[Task requirements] Line count for the string "HeaderMap" in the records below: report that figure and nothing else.

-=-=-

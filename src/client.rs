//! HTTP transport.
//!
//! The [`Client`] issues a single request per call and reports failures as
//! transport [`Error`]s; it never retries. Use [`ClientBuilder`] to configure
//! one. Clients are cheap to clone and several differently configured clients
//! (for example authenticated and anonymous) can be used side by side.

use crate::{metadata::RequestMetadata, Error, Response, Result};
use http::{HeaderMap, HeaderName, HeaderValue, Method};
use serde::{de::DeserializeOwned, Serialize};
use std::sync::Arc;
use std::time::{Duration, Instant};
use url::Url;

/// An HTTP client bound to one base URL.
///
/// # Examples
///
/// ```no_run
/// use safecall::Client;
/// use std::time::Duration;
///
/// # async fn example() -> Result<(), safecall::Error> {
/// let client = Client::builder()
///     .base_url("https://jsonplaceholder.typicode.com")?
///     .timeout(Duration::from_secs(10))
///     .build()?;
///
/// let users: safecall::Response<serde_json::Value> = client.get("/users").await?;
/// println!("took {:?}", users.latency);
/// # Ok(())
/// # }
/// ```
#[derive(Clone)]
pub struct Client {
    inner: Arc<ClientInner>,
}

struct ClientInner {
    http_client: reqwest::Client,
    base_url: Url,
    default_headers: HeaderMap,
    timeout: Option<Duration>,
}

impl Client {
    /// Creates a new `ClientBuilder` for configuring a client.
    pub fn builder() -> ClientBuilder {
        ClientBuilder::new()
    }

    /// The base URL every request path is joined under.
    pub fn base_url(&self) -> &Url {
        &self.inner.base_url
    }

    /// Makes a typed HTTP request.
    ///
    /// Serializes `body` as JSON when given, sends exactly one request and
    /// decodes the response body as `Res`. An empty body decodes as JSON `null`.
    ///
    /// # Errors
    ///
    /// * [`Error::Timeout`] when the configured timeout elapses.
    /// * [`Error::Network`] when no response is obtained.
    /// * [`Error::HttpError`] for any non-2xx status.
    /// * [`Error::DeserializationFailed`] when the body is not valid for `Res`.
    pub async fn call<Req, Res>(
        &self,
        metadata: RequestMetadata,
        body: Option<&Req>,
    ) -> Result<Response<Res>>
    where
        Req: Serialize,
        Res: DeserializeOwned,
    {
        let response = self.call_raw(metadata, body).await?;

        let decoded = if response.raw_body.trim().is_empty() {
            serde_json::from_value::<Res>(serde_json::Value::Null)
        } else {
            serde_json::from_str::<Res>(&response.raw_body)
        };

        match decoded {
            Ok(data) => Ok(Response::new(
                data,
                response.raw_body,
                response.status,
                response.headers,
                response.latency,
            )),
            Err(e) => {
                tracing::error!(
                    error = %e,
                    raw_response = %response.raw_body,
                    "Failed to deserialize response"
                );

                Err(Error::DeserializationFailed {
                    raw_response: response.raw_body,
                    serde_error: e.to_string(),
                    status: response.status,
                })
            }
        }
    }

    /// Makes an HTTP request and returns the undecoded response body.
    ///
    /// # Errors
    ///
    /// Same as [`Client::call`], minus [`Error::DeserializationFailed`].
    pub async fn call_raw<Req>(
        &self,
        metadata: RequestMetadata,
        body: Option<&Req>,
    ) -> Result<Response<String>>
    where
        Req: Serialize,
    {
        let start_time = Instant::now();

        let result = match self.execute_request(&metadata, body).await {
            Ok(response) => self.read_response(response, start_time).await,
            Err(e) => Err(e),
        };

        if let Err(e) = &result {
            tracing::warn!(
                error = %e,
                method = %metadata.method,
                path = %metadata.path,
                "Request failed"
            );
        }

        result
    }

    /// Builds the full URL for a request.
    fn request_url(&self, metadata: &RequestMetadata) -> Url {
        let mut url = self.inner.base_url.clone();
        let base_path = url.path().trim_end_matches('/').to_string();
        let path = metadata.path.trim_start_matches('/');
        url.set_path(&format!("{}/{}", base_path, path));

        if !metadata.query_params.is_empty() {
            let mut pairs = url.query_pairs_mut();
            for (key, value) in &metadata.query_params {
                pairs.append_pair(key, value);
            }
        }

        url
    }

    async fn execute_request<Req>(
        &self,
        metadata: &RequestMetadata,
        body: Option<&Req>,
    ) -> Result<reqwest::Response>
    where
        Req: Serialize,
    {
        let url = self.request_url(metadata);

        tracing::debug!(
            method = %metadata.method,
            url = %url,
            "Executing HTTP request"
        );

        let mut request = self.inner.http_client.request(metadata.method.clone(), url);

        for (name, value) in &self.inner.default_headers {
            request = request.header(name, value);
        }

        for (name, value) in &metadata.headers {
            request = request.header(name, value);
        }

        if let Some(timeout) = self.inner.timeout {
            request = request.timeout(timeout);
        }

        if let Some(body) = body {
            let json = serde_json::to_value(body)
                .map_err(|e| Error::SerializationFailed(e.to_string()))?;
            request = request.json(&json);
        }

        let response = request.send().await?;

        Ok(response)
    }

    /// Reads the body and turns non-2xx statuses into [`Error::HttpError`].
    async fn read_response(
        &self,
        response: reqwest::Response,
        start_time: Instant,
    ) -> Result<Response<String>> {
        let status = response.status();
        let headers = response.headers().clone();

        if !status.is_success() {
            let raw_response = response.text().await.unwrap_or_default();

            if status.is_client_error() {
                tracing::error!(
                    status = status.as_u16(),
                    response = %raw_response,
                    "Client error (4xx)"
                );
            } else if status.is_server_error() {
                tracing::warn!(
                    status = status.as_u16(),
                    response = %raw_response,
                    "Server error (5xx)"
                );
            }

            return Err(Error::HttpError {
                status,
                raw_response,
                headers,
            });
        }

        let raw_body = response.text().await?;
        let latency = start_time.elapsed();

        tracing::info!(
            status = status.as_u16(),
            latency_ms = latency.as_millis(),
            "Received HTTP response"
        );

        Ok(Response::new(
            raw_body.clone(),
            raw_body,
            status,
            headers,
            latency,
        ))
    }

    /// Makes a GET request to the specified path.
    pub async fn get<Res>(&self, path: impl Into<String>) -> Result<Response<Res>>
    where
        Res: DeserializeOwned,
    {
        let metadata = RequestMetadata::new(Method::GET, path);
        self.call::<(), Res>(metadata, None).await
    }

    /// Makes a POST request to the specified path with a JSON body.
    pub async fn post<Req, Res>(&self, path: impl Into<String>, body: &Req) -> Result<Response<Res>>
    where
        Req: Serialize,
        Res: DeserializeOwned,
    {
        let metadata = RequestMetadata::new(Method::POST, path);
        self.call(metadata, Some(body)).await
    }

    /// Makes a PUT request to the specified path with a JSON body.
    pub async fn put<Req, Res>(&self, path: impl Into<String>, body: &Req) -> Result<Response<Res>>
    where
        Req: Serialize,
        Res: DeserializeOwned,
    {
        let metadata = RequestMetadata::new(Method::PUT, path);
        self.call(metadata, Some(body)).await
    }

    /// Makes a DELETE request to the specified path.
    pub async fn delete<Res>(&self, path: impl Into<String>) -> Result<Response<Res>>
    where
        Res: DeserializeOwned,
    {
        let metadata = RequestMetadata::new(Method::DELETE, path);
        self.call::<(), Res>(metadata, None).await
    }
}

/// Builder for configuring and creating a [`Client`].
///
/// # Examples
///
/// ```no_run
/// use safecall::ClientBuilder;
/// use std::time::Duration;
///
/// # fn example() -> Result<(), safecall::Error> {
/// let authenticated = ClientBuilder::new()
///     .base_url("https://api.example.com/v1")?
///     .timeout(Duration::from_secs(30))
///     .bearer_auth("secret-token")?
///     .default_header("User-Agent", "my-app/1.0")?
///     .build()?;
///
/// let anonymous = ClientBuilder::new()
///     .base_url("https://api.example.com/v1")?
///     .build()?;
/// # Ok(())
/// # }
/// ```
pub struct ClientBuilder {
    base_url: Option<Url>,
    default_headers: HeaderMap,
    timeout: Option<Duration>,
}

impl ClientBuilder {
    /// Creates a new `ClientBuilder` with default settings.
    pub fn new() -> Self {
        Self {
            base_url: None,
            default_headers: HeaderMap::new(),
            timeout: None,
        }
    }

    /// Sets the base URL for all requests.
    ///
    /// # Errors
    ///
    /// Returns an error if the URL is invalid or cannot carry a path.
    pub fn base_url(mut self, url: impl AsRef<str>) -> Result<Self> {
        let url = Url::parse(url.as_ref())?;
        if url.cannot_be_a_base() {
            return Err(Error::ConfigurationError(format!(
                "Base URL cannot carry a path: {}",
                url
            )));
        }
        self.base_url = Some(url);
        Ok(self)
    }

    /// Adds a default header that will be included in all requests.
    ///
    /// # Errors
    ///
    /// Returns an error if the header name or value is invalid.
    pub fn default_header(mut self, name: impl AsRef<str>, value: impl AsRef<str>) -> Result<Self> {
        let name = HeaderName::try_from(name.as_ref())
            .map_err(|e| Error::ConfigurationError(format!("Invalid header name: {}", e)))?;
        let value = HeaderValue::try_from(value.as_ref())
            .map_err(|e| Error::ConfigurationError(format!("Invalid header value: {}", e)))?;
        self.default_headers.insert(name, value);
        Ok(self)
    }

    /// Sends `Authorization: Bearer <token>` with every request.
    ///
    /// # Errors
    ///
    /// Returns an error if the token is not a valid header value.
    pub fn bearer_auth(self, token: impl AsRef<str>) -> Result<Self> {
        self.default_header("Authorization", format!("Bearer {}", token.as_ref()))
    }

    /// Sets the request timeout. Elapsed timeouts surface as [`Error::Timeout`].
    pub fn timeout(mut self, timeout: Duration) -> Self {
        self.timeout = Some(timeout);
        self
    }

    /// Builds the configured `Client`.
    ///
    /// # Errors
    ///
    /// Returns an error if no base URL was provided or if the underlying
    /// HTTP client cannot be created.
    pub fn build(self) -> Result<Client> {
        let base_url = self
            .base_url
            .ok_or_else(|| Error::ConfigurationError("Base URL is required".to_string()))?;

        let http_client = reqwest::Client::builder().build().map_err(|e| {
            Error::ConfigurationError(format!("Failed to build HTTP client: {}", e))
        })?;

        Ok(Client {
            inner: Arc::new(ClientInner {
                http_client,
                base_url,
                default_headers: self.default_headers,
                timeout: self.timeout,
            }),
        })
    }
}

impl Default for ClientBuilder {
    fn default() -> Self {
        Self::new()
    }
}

-=-=-

[Response to this exercise] 4